Pathological implications

It was reported that noradrenaline-induced release of nitric oxide is enhanced in mineralcorticoid hypertension 72 indicating that α2AR may play an important role in the regulation of vascular tone not only in physiological but also in pathological conditions. The implications of impaired βAR signalling in the pathophysiology of several cardiovascular disorders has been studied in animals and humans. Data from these studies indicate that changes in βAR function are induced by heart failure 73, 74 and hypertension 75, 76. Moreover, alteration in βAR function were found also with physiological aging 77, 78, due to receptor downregulation and desensitization.

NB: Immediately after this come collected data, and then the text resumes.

impl Poller {
    /// Creates a poller for the default namespace.
    ///
    /// # Errors
    ///
    /// [`SessionError::ConfigError`] if `config` does not validate.
    pub fn new(transport: Arc<dyn Transport>, config: PollerConfig) -> Result<Self> {
        config.validate()?;
        let dedup = DedupCache::new(config.dedup_capacity, config.dedup_retention_ms);
        Ok(Self {
            transport,
            config,
            namespaces: vec![Namespace::DEFAULT],
            shared: Arc::new(Shared {
                state: Mutex::new(PollerState::Idle),
                stats: Mutex::new(PollerStats::default()),
                cursors: Mutex::new(HashMap::new()),
                dedup: Mutex::new(dedup),
                gate: DispatchGate::default(),
            }),
        })
    }

    /// Replaces the polled namespaces. Each cycle fetches them in order.
    pub fn with_namespaces(mut self, namespaces: Vec<Namespace>) -> Result<Self> {
        if namespaces.is_empty() {
            return Err(SessionError::ConfigError {
                reason: "poller needs at least one namespace".into(),
            });
        }
        self.namespaces = namespaces;
        Ok(self)
    }

    pub fn namespaces(&self) -> &[Namespace] {
        &self.namespaces
    }

    pub fn config(&self) -> &PollerConfig {
        &self.config
    }

    pub fn state(&self) -> PollerState {
        *lock(&self.shared.state)
    }

    pub fn stats(&self) -> PollerStats {
        lock(&self.shared.stats).clone()
    }

    /// Hash of the newest message seen in `namespace`.
    pub fn last_hash(&self, namespace: Namespace) -> Option<String> {
        lock(&self.shared.cursors).get(&namespace).cloned()
    }

    /// Runs one fetch-and-dispatch cycle over every namespace.
    ///
    /// Returns the number of events dispatched.
    ///
    /// # Errors
    ///
    /// - [`SessionError::NotInitialized`] if no identity is set.
    /// - The transport's error if a fetch fails. Namespaces already
    ///   processed in this cycle keep their progress.
    pub async fn poll_once(&self, ctx: &PollerContext) -> Result<usize> {
        if self.shared.gate.is_closed() {
            return Ok(0);
        }
        let identity = ctx.identities.current()?;
        let mut dispatched = 0;

        for &namespace in &self.namespaces {
            if self.shared.gate.is_closed() {
                break;
            }
            let batch = self.fetch(&identity, namespace, ctx.clock.as_ref()).await?;
            dispatched += self.dispatch_batch(&identity, namespace, &batch, ctx)?;
            // Decrypt and decode are CPU-bound; let other tasks run
            // between namespaces.
            tokio::task::yield_now().await;
        }

        self.shared.bump(|s| s.consecutive_failures = 0);
        self.shared.set_state(PollerState::Idle);
        Ok(dispatched)
    }

    async fn fetch(&self, identity: &Identity, namespace: Namespace, clock: &dyn Clock) -> Result<Vec<StoredMessage>> {
        self.shared.set_state(PollerState::Fetching);
        let request = FetchRequest {
            pubkey: identity.session_id(),
            namespace,
            last_hash: self.last_hash(namespace).unwrap_or_default(),
            auth: sign_node_request(identity, RETRIEVE_METHOD, namespace, clock),
        };
        self.shared.bump(|s| s.polls += 1);

        match self.transport.fetch_messages(&request).await {
            Ok(batch) => {
                if let Some(newest) = batch.last() {
                    lock(&self.shared.cursors).insert(namespace, newest.hash.clone());
                }
                self.shared.bump(|s| s.received += batch.len() as u64);
                tracing::debug!(%namespace, count = batch.len(), "fetched messages");
                Ok(batch)
            }
            Err(e) => {
                self.shared.bump(|s| {
                    s.fetch_failures += 1;
                    s.consecutive_failures = s.consecutive_failures.saturating_add(1);
                });
                self.shared.set_state(PollerState::Backoff);
                tracing::warn!(%namespace, %e, "fetch failed");
                Err(e)
            }
        }
    }

    fn dispatch_batch(
        &self,
        identity: &Identity,
        namespace: Namespace,
        batch: &[StoredMessage],
        ctx: &PollerContext,
    ) -> Result<usize> {
        self.shared.set_state(PollerState::Dispatching);
        let mut dispatched = 0;

        for stored in batch {
            let event = match self.process(identity, namespace, stored, ctx.clock.now()) {
                Ok(Some(event)) => event,
                Ok(None) => continue,
                Err(e) if e.is_fatal_to_batch() => return Err(e),
                Err(e) => {
                    self.record_drop(&e, &stored.hash);
                    continue;
                }
            };

            if self.shared.gate.run(|| ctx.handlers.dispatch(&event)) {
                dispatched += 1;
                self.shared.bump(|s| s.dispatched += 1);
            } else {
                break;
            }
        }
        Ok(dispatched)
    }

    /// Turns one stored message into an event, or `None` for heartbeats
    /// and duplicates.
    fn process(
        &self,
        identity: &Identity,
        namespace: Namespace,
        stored: &StoredMessage,
        now: Timestamp,
    ) -> Result<Option<MessageEvent>> {
        let envelope = decode_envelope(&stored.data)?;
        let body = match envelope.content.as_deref() {
            Some(body) if !envelope.is_heartbeat() => body,
            _ => {
                self.shared.bump(|s| s.heartbeats += 1);
                return Ok(None);
            }
        };

        let (sender, plaintext) = if self.config.verify_signatures {
            match envelope.kind {
                EnvelopeType::SessionMessage => {
                    let opened = open_sealed(identity, body)?;
                    (Some(opened.sender), padding::unpad(&opened.plaintext)?.to_vec())
                }
                EnvelopeType::ClosedGroupMessage => {
                    return Err(SessionError::CryptoError {
                        reason: "no closed-group encryption key available".into(),
                    });
                }
            }
        } else {
            (None, body.to_vec())
        };

        let decoded = decode_content(&plaintext)?;
        if !decoded.warnings.is_empty() {
            for warning in &decoded.warnings {
                tracing::debug!(hash = %stored.hash, %warning, "content decoded with warning");
            }
            let n = decoded.warnings.len() as u64;
            self.shared.bump(|s| s.warnings += n);
        }

        let source = sender
            .map(|s| s.to_string())
            .or_else(|| envelope.source.clone())
            .unwrap_or_default();
        let key = DedupKey::new(source, envelope.timestamp, &plaintext);
        if !lock(&self.shared.dedup).insert(key, now) {
            self.shared.bump(|s| s.duplicates += 1);
            tracing::trace!(hash = %stored.hash, "duplicate message skipped");
            return Ok(None);
        }

        let content = decoded.into_value();
        Ok(Some(MessageEvent {
            kind: EventKind::classify(&content),
            namespace,
            envelope_type: envelope.kind,
            sender,
            source: envelope.source,
            timestamp: envelope.timestamp,
            server_timestamp: envelope.server_timestamp,
            hash: stored.hash.clone(),
            content,
        }))
    }

    fn record_drop(&self, error: &SessionError, hash: &str) {
        self.shared.bump(|s| match error {
            SessionError::SignatureVerificationFailed { .. } => s.dropped_signature += 1,
            SessionError::CryptoError { .. } => s.dropped_undecryptable += 1,
            _ => s.dropped_malformed += 1,
        });
        tracing::debug!(%hash, %error, "dropped message");
    }

    /// Spawns the polling loop on the current tokio runtime.
    ///
    /// # Errors
    ///
    /// [`SessionError::NotInitialized`] when called outside a runtime.
    pub fn start(self, ctx: PollerContext) -> Result<PollerHandle> {
        let runtime = tokio::runtime::Handle::try_current().map_err(|e| SessionError::NotInitialized {
            reason: format!("poller needs a tokio runtime: {e}"),
        })?;
        let (stop_tx, stop_rx) = watch::channel(false);
        let shared = Arc::clone(&self.shared);
        let task = runtime.spawn(run_loop(self, ctx, stop_rx));

        Ok(PollerHandle {
            inner: Arc::new(HandleInner {
                shared,
                stop_tx,
                task: Mutex::new(Some(task)),
            }),
        })
    }
}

Exercise restored the impaired signalling and βAR dependent vasorelaxation79. We and others have observed that impaired βAR signalling may account for dysfunctional βAR vasorelaxation in hypertension. In this condition, β2AR overexpression in hypertensive rat carotids corrects impaired vasorelaxation to βAR stimulation to levels similar to those seen in normotensive rats57. We proved that impaired endothelium dependent vasorelaxation in spontaneously hypertensive rats (SHR) can be corrected by increasing the signal transduction pathways leading to nitric oxide synthase activation 80. In particular, since eNOS is activated in response to phosphorylation by AKT and impaired AKT activity is involved in endothelial dysfunction, AKT overexpression should result in the correction of impaired phenotype. Indeed, insulin and ISO cause AKT membrane localization and this subcellular localization is impaired in SHR. AKT overexpression, through means of adenovirus mediated AKT gene transfer to the endothelium, increases the amount of AKT localized to the membrane and corrects impaired NO release and endothelium dependent vasodilation to agonists of both the GPCR and tyrosine kinase (TK) dependent pathways.

Conclusions

In the last years great advances have been made in the study of adrenergic receptors signaling and function in the endothelium also thanks to the development of new technologies. Indeed, genetic mouse models have significantly improved our understanding of the mechanisms of action of specific drugs in vivo. The ability to induce transgene expression at defined times or in defined tissues is an important goal as well as the ability to induce or repress the expression of endogenous genes in a developmental or tissue specific fashion. Indeed, deletion of the genes encoding for adrenergic receptor subtypeshas helped to identify the specific subtypes whichmediate in vivo effects of specific drugs. Thus, the combination of molecular biological, genetic, and pharmacological techniques greatly facilitates our understanding of adrenergic receptor function in vivo, and in turn leads to more effective and specific therapeutic treatment in humans. βARs, for instance, are already target of therapeutic intervention in many diseases: βAR stimulation in asthma and obesity or βAR blocking in hypertension and coronary insufficiency. In conclusion, giving the importance of endothelial function in most physiological and pathological conditions, it is clear that the increasing knowledge of adrenergic receptors function in the endothelium is helpful for future progresses in clinical application.